Startled by the sudden ousting, Teodoro gives a slight flinch. "I– Well, that's…" Trailing off, he resumes his morning wash, his face already freshly scrubbed and still damp.
Laid out across the bed and only half-covered in bedsheets, Aesop had almost remained content to enjoy his late morning in. They're becoming so much more frequent during their holiday breaks together. Half of Easter break in Sixth—as an accident, mostly. Most of the same summer. All of winter break. And now spring again. Together, they’ve made Aesop's transitions back into his tightly-laced teacher's schedule a difficult fit—like the uncomfortable squeeze into your best pair of trousers after one too many helpings from the dessert table on Christmas.
Truth be told, he's utterly disappointed in his own sloth, but the temptation's grown stronger than his resistance.

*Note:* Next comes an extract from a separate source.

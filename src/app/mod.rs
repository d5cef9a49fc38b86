pub mod list_view;
pub mod report;
pub mod scenarios;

Worst of all, despite his better efforts, Aesop knows that eventually this will all catch up with him and he WILL miss his own first period class. And when that day comes, he's going to have to stare down the rest of the teaching staff and admit that their favorite pupil has simply spoiled him too much. It's not an inevitability he's looking forward to, and he certainly won't take it with grace, but much like any of his problems with his bodily wellness, it's an issue relegated to his future self.
But no matter how much he could relish the moment and luxuriant in only slightly-stale covers, it’s that little flinch and the silence trailing it that calls to him most of all.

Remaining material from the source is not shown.